A game of cards in which the players are supposed to keep silent is called whist.

birds of calm. Halcyons. See note 1, page 78.

16. influence. From Lat. in, into, and fluo, to flow. This word, until a comparatively modern date, was always used with respect to the supposed mysterious rays or aspects flowing from the stars to the earth, and thus having a strange power over the fortunes of men. "Canst thou bind the sweet influences of the Pleiades?"—Job xxviii. 31.

"Happy constellations on that hour Shed their selectest influences." —Paradise Lost, VIII, 512.

17. For. Notwithstanding.

18. Lucifer. The morning star. The idea of Lucifer appearing to warn the stars of the approach of the sun is a happy figure. See note 7, page 80.

19. axle-tree. Axis. Tree in O. E. is used to signify beam. We still have single-tree, double-tree, whiffle-tree, etc. Compare "Comus," 95:

"The gilded car of day His glowing axle doth allay."

20. lawn. Used in its original sense of a pasture, or open, grassy space. Formerly laund. Similarly we have lane, an open passage between houses or fields.

21. Or ere. Or is here used in its old sense, meaning before, from A.-S. r. Ere = e'er, ever. Compare Ecclesiastes xii. 6: "Or ever the silver cord be loosed." Also "King Lear," Act ii, sc. 4:

"But this heart Shall break into a hundred thousand flaws Or ere I'll weep."

22. Pan. See note, page 72. The application of the name Pan to Christ is evidently derived from Spenser. See "Shepheards Calendar," July:

"And such, I ween, the brethren were That came from Canan, The brethren Twelve, that kept yfere The flocks of mightie Pan."

In the Glosse to the Calendar for May it is said that "Great Pan is Christ, the very God of all shepheards, which calleth himselfe the great and good shepheard. The name is most rightly (methinks) applied to him; for Pan signifieth all, or omnipotent, which is only the Lord Iesus. And by that name (as I remember) he is called of Eusebius in his fifth booke, De Preparat. Evange."
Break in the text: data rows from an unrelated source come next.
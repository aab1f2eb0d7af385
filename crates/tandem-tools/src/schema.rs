//! Flat function-calling schema over the per-server tool registry
//!
//! Model-serving protocols expose a single flat tool namespace, so every tool
//! is addressed by a composite `server_tool` name. Decoding splits on the
//! FIRST separator only: the server name must not contain the separator, but
//! tool names may, and still round-trip.

use serde::Serialize;
use serde_json::Value;
use std::collections::{HashMap, HashSet};

use tandem_core::{Error, Result, ToolDefinition};

/// Separator joining server and tool name in the composite identifier
pub const TOOL_NAME_SEPARATOR: char = '_';

/// Build the composite identifier for a tool
pub fn encode_tool_name(server: &str, tool: &str) -> String {
    format!("{server}{TOOL_NAME_SEPARATOR}{tool}")
}

/// Split a composite identifier back into `(server, tool)`.
///
/// Splits on the first separator only, so `decode(encode(s, t)) == (s, t)`
/// for any `t`, including tool names containing the separator.
pub fn decode_tool_name(composite: &str) -> Result<(&str, &str)> {
    composite
        .split_once(TOOL_NAME_SEPARATOR)
        .ok_or_else(|| Error::MalformedToolName(composite.to_string()))
}

/// One entry of the flat model-facing tool schema
#[derive(Debug, Clone, Serialize)]
pub struct FlatTool {
    /// Composite `server_tool` name
    pub name: String,
    pub description: String,
    pub parameters: Value,
}

impl FlatTool {
    /// Render as a function-calling schema entry
    pub fn to_function_schema(&self) -> Value {
        serde_json::json!({
            "type": "function",
            "function": {
                "name": self.name,
                "description": self.description,
                "parameters": self.parameters,
            }
        })
    }
}

/// Flatten the per-server registry into the single flat namespace.
///
/// Every tool from every server appears exactly once under its composite
/// name. With `selected`, only tools present in both the subset and the live
/// registry are kept; stale entries are silently dropped. The result is
/// sorted by composite name so the schema sent to the runtime is stable.
pub fn flatten_tools(
    by_server: &HashMap<String, Vec<ToolDefinition>>,
    selected: Option<&[String]>,
) -> Vec<FlatTool> {
    let wanted: Option<HashSet<&str>> =
        selected.map(|names| names.iter().map(String::as_str).collect());

    let mut flat = Vec::new();
    for (server, tools) in by_server {
        for definition in tools {
            let name = encode_tool_name(server, &definition.name);
            if let Some(wanted) = &wanted {
                if !wanted.contains(name.as_str()) {
                    continue;
                }
            }
            flat.push(FlatTool {
                name,
                description: definition.description.clone(),
                parameters: definition.input_schema.clone(),
            });
        }
    }
    flat.sort_by(|a, b| a.name.cmp(&b.name));
    flat
}

#[cfg(test)]
mod tests {
    use super::*;

    fn definition(server: &str, name: &str) -> ToolDefinition {
        ToolDefinition {
            server: server.to_string(),
            name: name.to_string(),
            description: format!("{name} tool"),
            input_schema: serde_json::json!({"type": "object", "properties": {}}),
        }
    }

    #[test]
    fn test_round_trip() {
        assert_eq!(encode_tool_name("jira", "search_issues"), "jira_search_issues");
        assert_eq!(
            decode_tool_name("jira_search_issues").unwrap(),
            ("jira", "search_issues")
        );
    }

    #[test]
    fn test_round_trip_preserves_separator_in_tool_name() {
        let composite = encode_tool_name("fs", "read_file_lines");
        assert_eq!(decode_tool_name(&composite).unwrap(), ("fs", "read_file_lines"));
    }

    #[test]
    fn test_decode_without_separator_fails() {
        let err = decode_tool_name("standalone").unwrap_err();
        assert!(matches!(err, Error::MalformedToolName(_)));
    }

    #[test]
    fn test_flatten_keeps_every_tool_once() {
        let mut by_server = HashMap::new();
        by_server.insert("jira".to_string(), vec![definition("jira", "search")]);
        by_server.insert(
            "github".to_string(),
            vec![definition("github", "search"), definition("github", "open_pr")],
        );

        let flat = flatten_tools(&by_server, None);
        let names: Vec<&str> = flat.iter().map(|t| t.name.as_str()).collect();
        // identically named tools on different servers stay distinct
        assert_eq!(names, vec!["github_open_pr", "github_search", "jira_search"]);
    }

    #[test]
    fn test_flatten_filters_to_selection() {
        let mut by_server = HashMap::new();
        by_server.insert(
            "jira".to_string(),
            vec![definition("jira", "search"), definition("jira", "create")],
        );

        let selected = vec![
            "jira_search".to_string(),
            // stale entry, no longer in the registry
            "slack_post".to_string(),
        ];
        let flat = flatten_tools(&by_server, Some(&selected));
        assert_eq!(flat.len(), 1);
        assert_eq!(flat[0].name, "jira_search");
    }

    #[test]
    fn test_function_schema_shape() {
        let tool = FlatTool {
            name: "jira_search".to_string(),
            description: "Search issues".to_string(),
            parameters: serde_json::json!({"type": "object"}),
        };
        let schema = tool.to_function_schema();
        assert_eq!(schema["type"], "function");
        assert_eq!(schema["function"]["name"], "jira_search");
    }
}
23. silly. From A.-S. saelig, blessed, happy. Spenser uses the word in the sense of innocent, as in "Faerie Queene," III, viii, 27:

"The silly virgin strove him to withstand."
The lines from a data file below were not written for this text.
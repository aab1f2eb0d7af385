//! Developer chat REPL against a local Ollama instance.
//!
//! Composes the client, connection registry, and store explicitly at startup;
//! no global state. Type a message and the assistant turn streams to
//! completion before the next prompt.

use clap::Parser;
use std::io::{BufRead, Write};
use std::sync::Arc;
use tracing_subscriber::EnvFilter;

use tandem_chat::{ChatConfig, ChatStore, InMemoryApi, Turn};
use tandem_llm::OllamaClient;
use tandem_tools::ConnectionRegistry;

#[derive(Parser)]
#[command(name = "tandem", about = "Chat against a local Ollama runtime")]
struct Args {
    /// Ollama base URL
    #[arg(long, default_value = "http://localhost:11434")]
    base_url: String,

    /// Model to chat with
    #[arg(long, default_value = "qwen3:8b")]
    model: String,

    /// Optional system prompt prepended to every turn
    #[arg(long)]
    developer_prompt: Option<String>,
}

#[tokio::main]
async fn main() -> anyhow::Result<()> {
    tracing_subscriber::fmt()
        .with_env_filter(EnvFilter::from_default_env())
        .init();

    let args = Args::parse();

    let llm = Arc::new(OllamaClient::with_base_url(args.base_url));
    let connections = Arc::new(ConnectionRegistry::new());
    let api = Arc::new(InMemoryApi::new());
    let config = ChatConfig {
        model: args.model,
        developer_mode: args.developer_prompt.is_some(),
        developer_prompt: args.developer_prompt.unwrap_or_default(),
        ..Default::default()
    };

    let store = ChatStore::new(llm, connections, api, config);
    store.init().await?;

    let stdin = std::io::stdin();
    let mut line = String::new();
    loop {
        print!("> ");
        std::io::stdout().flush()?;
        line.clear();
        if stdin.lock().read_line(&mut line)? == 0 {
            break;
        }
        let input = line.trim();
        if input.is_empty() {
            continue;
        }
        if input == "/quit" {
            break;
        }

        match store.send_message(input, Vec::new()).await {
            Ok(_) => {
                if let Some(conversation) = store.selected().await {
                    let conversation = conversation.read().await;
                    if let Some(Turn::System(advisory)) = conversation.turns.iter().rev().nth(1) {
                        println!("[notice] {}", advisory.content);
                    }
                    if let Some(turn) = conversation.last_assistant() {
                        if !turn.thinking.is_empty() {
                            println!("(thinking) {}", turn.thinking);
                        }
                        println!("{}", turn.content);
                    }
                }
            }
            Err(e) => eprintln!("error: {e}"),
        }
    }

    Ok(())
}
Chaucer, in the "Reves Tale," uses it in the more modern sense of simple, or foolish:

"These sely clerkes han ful fast yronne."

But in the "Legend of Good Women" it has another meaning:

"O sely woman, full of innocence."

The meaning of this word has completely changed.

24. strook. Caused to sound as on a stringed instrument. Compare Dryden in "Alexander's Feast":

"Now strike the golden lyre again."

25. noise. A company of musicians under a leader. Used in this sense by both Shakespeare and Ben Jonson.

26. close. Cadence. See Dryden, "Fables":

"At every close she made, th' attending throng Replied, and bore the burden of the song."

27. hollow round. The sphere in which the moon has its motion. See notes 9 and 34.

Cynthia. The moon. In the ancient mythology applied to Artemis, from Mount Cynthus in the island of Delos, her birthplace.

28. its. In all his poetry, Milton uses this word only three times. The other examples are in "Paradise Lost," I, 254, and IV, 814. This possessive form of the pronoun it was never used until the time of Shakespeare, who employs it five times in "A Winter's Tale," and once in "Measure for Measure"; it does not occur anywhere in the authorized version of the Bible.

29. Why are the Cherubim "helmed," while the Seraphim are "sworded"? Addison says, "Some of the rabbins tell us that the cherubims are a set of angels who know most, and the seraphims a set of angels who love most." Observe that the plural of cherub or of seraph may be formed in three ways: viz. cherubs, cherubim, cherubims; seraphs, seraphim, seraphims.

30. unexpressive. Inexpressible. See Shakespeare, "As You Like It":

"The fair, the chaste, the unexpressive she."

Also Milton, "Lycidas," 176:

"And hears the unexpressive nuptiall song."

31. the sons of Morning sung. See Job xxxviii. 4-7, the oldest reference to the "music of the spheres." See note 34, below.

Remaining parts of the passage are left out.